Stored data
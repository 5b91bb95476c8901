//! Port for interactive login challenges.

use async_trait::async_trait;

/// Answers the interactive challenges a login may raise.
///
/// Implementations usually prompt a human. Calls are serialized: the worker
/// blocks on each challenge until its answer arrives, so no two challenges
/// are ever outstanding at once. Answers must be a single line.
#[async_trait]
pub trait Authenticator: Send + Sync {
    /// A two-factor code from the account's authenticator app.
    ///
    /// `previous_incorrect` is true when an earlier answer was rejected.
    async fn device_code(&self, previous_incorrect: bool) -> anyhow::Result<String>;

    /// The code sent to the account's email address.
    async fn email_code(&self, email: &str, previous_incorrect: bool) -> anyhow::Result<String>;

    /// Whether the login was confirmed on another device.
    async fn confirm_device(&self) -> anyhow::Result<bool>;
}
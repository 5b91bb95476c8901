//! Out-of-process worker supervision for depotdl.
//!
//! A download runs in its own worker process so that crashes, hangs, and
//! global state stay contained. This crate owns both sides of that boundary:
//!
//! - supervisor side: [`WorkerRunner`] spawns the worker, streams its
//!   output, relays interactive authentication through the control channel,
//!   and maps the exit code to a [`depotdl_core::WorkerError`];
//! - worker side: [`run_if_worker`] turns the current process into a worker
//!   when it was spawned with the sentinel argument, driving a
//!   [`depotdl_core::DownloadEngine`] against the decoded request.
//!
//! The two consumption shapes, callback-driven
//! ([`WorkerRunner::download_app`]) and stream-driven
//! ([`WorkerRunner::download_app_stream`]), share one session
//! implementation, so classification, bridging, and error mapping are
//! identical in both.

#![deny(unsafe_code)]

mod bridge;
mod command;
mod runner;
mod session;
mod shutdown;
mod watchdog;
pub mod worker;

pub use command::{WORKER_SENTINEL, WorkerCommand};
pub use runner::{LineHandler, RunOptions, WorkerRunner};
pub use shutdown::terminate;
pub use worker::{is_worker_invocation, run_if_worker};
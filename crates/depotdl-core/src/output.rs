//! Output lines surfaced from the worker's standard streams.

use serde::{Deserialize, Serialize};

/// Which worker stream a line arrived on.
///
/// Control messages are recognized on stdout only; stderr content is always
/// surfaced verbatim.
#[derive(Debug, Clone, Copy, PartialEq, Eq, Serialize, Deserialize)]
#[serde(rename_all = "snake_case")]
pub enum StreamOrigin {
    Stdout,
    Stderr,
}

/// One line of worker output, with the stream it came from.
///
/// Lines from the same stream arrive in the order the worker wrote them;
/// no ordering holds across the two streams.
#[derive(Debug, Clone, PartialEq, Eq, Serialize, Deserialize)]
pub struct OutputLine {
    pub content: String,
    pub origin: StreamOrigin,
}

impl OutputLine {
    pub fn stdout(content: impl Into<String>) -> Self {
        Self {
            content: content.into(),
            origin: StreamOrigin::Stdout,
        }
    }

    pub fn stderr(content: impl Into<String>) -> Self {
        Self {
            content: content.into(),
            origin: StreamOrigin::Stderr,
        }
    }

    /// Whether the line came from the worker's error stream.
    pub const fn is_error(&self) -> bool {
        matches!(self.origin, StreamOrigin::Stderr)
    }
}
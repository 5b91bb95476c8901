//! Full round trip over a real process boundary.
//!
//! Runs without the libtest harness so the test binary can double as the
//! worker: `main` hands control to `run_if_worker` first, exactly like an
//! embedding application, and every scenario below therefore exercises the
//! real spawn → control channel → exit path with a scripted engine on the
//! worker side. A failed assertion aborts the binary, which is the failure
//! signal cargo sees.

use std::sync::Arc;
use std::sync::atomic::{AtomicUsize, Ordering};
use std::sync::Mutex;
use std::time::Duration;

use async_trait::async_trait;
use depotdl_core::ports::{Authenticator, DownloadEngine, EngineError};
use depotdl_core::request::{AppDownloadRequest, BuildIdRequest, DownloadSettings};
use depotdl_core::WorkerError;
use depotdl_runtime::{RunOptions, WorkerRunner, run_if_worker};
use futures_util::StreamExt;
use tokio_util::sync::CancellationToken;

// App ids the scripted engine reacts to.
const APP_OK: u32 = 440;
const APP_UNSUBSCRIBED: u32 = 666;
const APP_HANGS: u32 = 999;
const APP_WITH_BUILD_ID: u32 = 307_290;
const KNOWN_BUILD_ID: u32 = 587_726;
const DEVICE_CODE: &str = "STEAM-GUARD-123";

#[tokio::main]
async fn main() {
    if let Some(code) = run_if_worker(Arc::new(ScriptedEngine)).await {
        std::process::exit(code);
    }

    build_id_round_trip().await;
    login_failure_surfaces_without_a_result().await;
    interactive_authentication_round_trip().await;
    download_failure_carries_the_engine_message().await;
    settings_cross_the_boundary_intact().await;
    cancellation_kills_a_hanging_worker().await;
    stream_shape_reports_success_by_ending_cleanly().await;

    println!("worker_roundtrip: all scenarios passed");
}

// ============================================================================
// Worker side: the scripted engine
// ============================================================================

struct ScriptedEngine;

#[async_trait]
impl DownloadEngine for ScriptedEngine {
    async fn connect(
        &self,
        settings: Option<&DownloadSettings>,
        authenticator: Arc<dyn Authenticator>,
    ) -> Result<(), EngineError> {
        let Some(settings) = settings else {
            // Anonymous session for build-id queries.
            return Ok(());
        };
        match settings.username.as_deref() {
            Some("locked-out") => Err(EngineError::login("account is locked out")),
            Some("interactive") => {
                let code = authenticator
                    .device_code(false)
                    .await
                    .map_err(EngineError::Other)?;
                if code == DEVICE_CODE {
                    println!("logged in with device code");
                    Ok(())
                } else {
                    Err(EngineError::login(format!("rejected device code {code}")))
                }
            }
            _ => Ok(()),
        }
    }

    async fn download_app(&self, request: &AppDownloadRequest) -> Result<(), EngineError> {
        match request.app_id {
            APP_UNSUBSCRIBED => Err(EngineError::download(format!(
                "No subscription for app {APP_UNSUBSCRIBED}"
            ))),
            APP_HANGS => {
                println!("download started");
                tokio::time::sleep(Duration::from_secs(30)).await;
                Ok(())
            }
            _ => {
                if let Some(directory) = &request.settings.install_directory {
                    println!("installing into {}", directory.display());
                }
                println!("depot {} complete", request.app_id);
                Ok(())
            }
        }
    }

    async fn download_published_file(
        &self,
        request: &depotdl_core::PublishedFileRequest,
    ) -> Result<(), EngineError> {
        println!("published file {} complete", request.published_file_id);
        Ok(())
    }

    async fn download_ugc(
        &self,
        request: &depotdl_core::UgcDownloadRequest,
    ) -> Result<(), EngineError> {
        println!("ugc {} complete", request.ugc_id);
        Ok(())
    }

    async fn build_id(&self, request: &BuildIdRequest) -> Result<u32, EngineError> {
        if request.app_id == APP_WITH_BUILD_ID && request.branch == "public" {
            Ok(KNOWN_BUILD_ID)
        } else {
            Err(EngineError::download("no such app or branch"))
        }
    }

    async fn disconnect(&self) {}
}

// ============================================================================
// Supervisor side: test doubles and scenarios
// ============================================================================

#[derive(Default)]
struct CountingAuthenticator {
    device_calls: AtomicUsize,
}

#[async_trait]
impl Authenticator for CountingAuthenticator {
    async fn device_code(&self, previous_incorrect: bool) -> anyhow::Result<String> {
        assert!(!previous_incorrect, "first attempt cannot be a retry");
        self.device_calls.fetch_add(1, Ordering::SeqCst);
        Ok(DEVICE_CODE.to_string())
    }

    async fn email_code(&self, _email: &str, _previous_incorrect: bool) -> anyhow::Result<String> {
        anyhow::bail!("no email challenge in these scenarios")
    }

    async fn confirm_device(&self) -> anyhow::Result<bool> {
        anyhow::bail!("no confirmation challenge in these scenarios")
    }
}

fn capture_output(lines: &Arc<Mutex<Vec<String>>>) -> RunOptions {
    RunOptions {
        on_output: Some(Box::new({
            let lines = Arc::clone(lines);
            move |line: &str| lines.lock().unwrap().push(line.to_string())
        })),
        ..RunOptions::default()
    }
}

fn runner() -> WorkerRunner {
    WorkerRunner::new().expect("current executable must be resolvable")
}

async fn build_id_round_trip() {
    let build_id = runner()
        .app_build_id(&BuildIdRequest::new(APP_WITH_BUILD_ID), RunOptions::default())
        .await
        .expect("build id query should succeed");

    assert_eq!(build_id, KNOWN_BUILD_ID);
    println!("worker_roundtrip: build_id_round_trip ok");
}

async fn login_failure_surfaces_without_a_result() {
    let mut request = AppDownloadRequest::new(APP_OK);
    request.settings.username = Some("locked-out".to_string());

    let err = runner()
        .download_app(&request, RunOptions::default())
        .await
        .expect_err("locked-out account must fail");

    assert!(matches!(err, WorkerError::Login), "got {err}");
    println!("worker_roundtrip: login_failure_surfaces_without_a_result ok");
}

async fn interactive_authentication_round_trip() {
    let authenticator = Arc::new(CountingAuthenticator::default());
    let lines = Arc::new(Mutex::new(Vec::new()));

    let mut request = AppDownloadRequest::new(APP_OK);
    request.settings.username = Some("interactive".to_string());

    runner()
        .authenticator(authenticator.clone())
        .download_app(&request, capture_output(&lines))
        .await
        .expect("interactive login should succeed");

    assert_eq!(authenticator.device_calls.load(Ordering::SeqCst), 1);
    let lines = lines.lock().unwrap();
    assert!(
        lines.iter().any(|line| line == "logged in with device code"),
        "worker-side confirmation missing from {lines:?}"
    );
    println!("worker_roundtrip: interactive_authentication_round_trip ok");
}

async fn download_failure_carries_the_engine_message() {
    let lines = Arc::new(Mutex::new(Vec::new()));
    let err = runner()
        .download_app(
            &AppDownloadRequest::new(APP_UNSUBSCRIBED),
            capture_output(&lines),
        )
        .await
        .expect_err("unsubscribed app must fail");

    assert!(matches!(err, WorkerError::Download), "got {err}");
    // The engine's message is printed by the worker and relayed verbatim.
    let lines = lines.lock().unwrap();
    assert!(
        lines
            .iter()
            .any(|line| line.contains("No subscription for app 666")),
        "engine message missing from {lines:?}"
    );
    println!("worker_roundtrip: download_failure_carries_the_engine_message ok");
}

async fn settings_cross_the_boundary_intact() {
    let directory = tempfile::tempdir().expect("tempdir");
    let lines = Arc::new(Mutex::new(Vec::new()));

    let mut request = AppDownloadRequest::new(APP_OK);
    request.settings.install_directory = Some(directory.path().to_path_buf());

    runner()
        .download_app(&request, capture_output(&lines))
        .await
        .expect("download should succeed");

    let expected = format!("installing into {}", directory.path().display());
    let lines = lines.lock().unwrap();
    assert!(
        lines.contains(&expected),
        "worker saw different settings: {lines:?}"
    );
    println!("worker_roundtrip: settings_cross_the_boundary_intact ok");
}

async fn cancellation_kills_a_hanging_worker() {
    let cancel = CancellationToken::new();
    let options = RunOptions {
        cancel: Some(cancel.clone()),
        ..RunOptions::default()
    };

    let task = tokio::spawn(async move {
        runner()
            .download_app(&AppDownloadRequest::new(APP_HANGS), options)
            .await
    });

    tokio::time::sleep(Duration::from_millis(300)).await;
    cancel.cancel();

    let result = tokio::time::timeout(Duration::from_secs(5), task)
        .await
        .expect("cancellation must complete within the grace period")
        .expect("supervisor task must not panic");

    let err = result.expect_err("cancelled run cannot succeed");
    assert!(err.is_cancelled(), "got {err}");
    println!("worker_roundtrip: cancellation_kills_a_hanging_worker ok");
}

async fn stream_shape_reports_success_by_ending_cleanly() {
    let runner = runner();
    let stream = runner.download_app_stream(&AppDownloadRequest::new(APP_OK), None);
    let items: Vec<_> = Box::pin(stream).collect().await;

    // Exhausting the stream without an Err item is the success signal.
    let lines: Vec<_> = items
        .into_iter()
        .map(|item| item.expect("successful run yields no error items"))
        .collect();
    assert!(
        lines
            .iter()
            .any(|line| line.content == format!("depot {APP_OK} complete") && !line.is_error()),
        "completion line missing from {lines:?}"
    );
    println!("worker_roundtrip: stream_shape_reports_success_by_ending_cleanly ok");
}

* Exercise objective
With "installing" as the string to find, copy every line of the records that holds it.

* Task result
                    println!("installing into {}", directory.display());
    let expected = format!("installing into {}", directory.path().display());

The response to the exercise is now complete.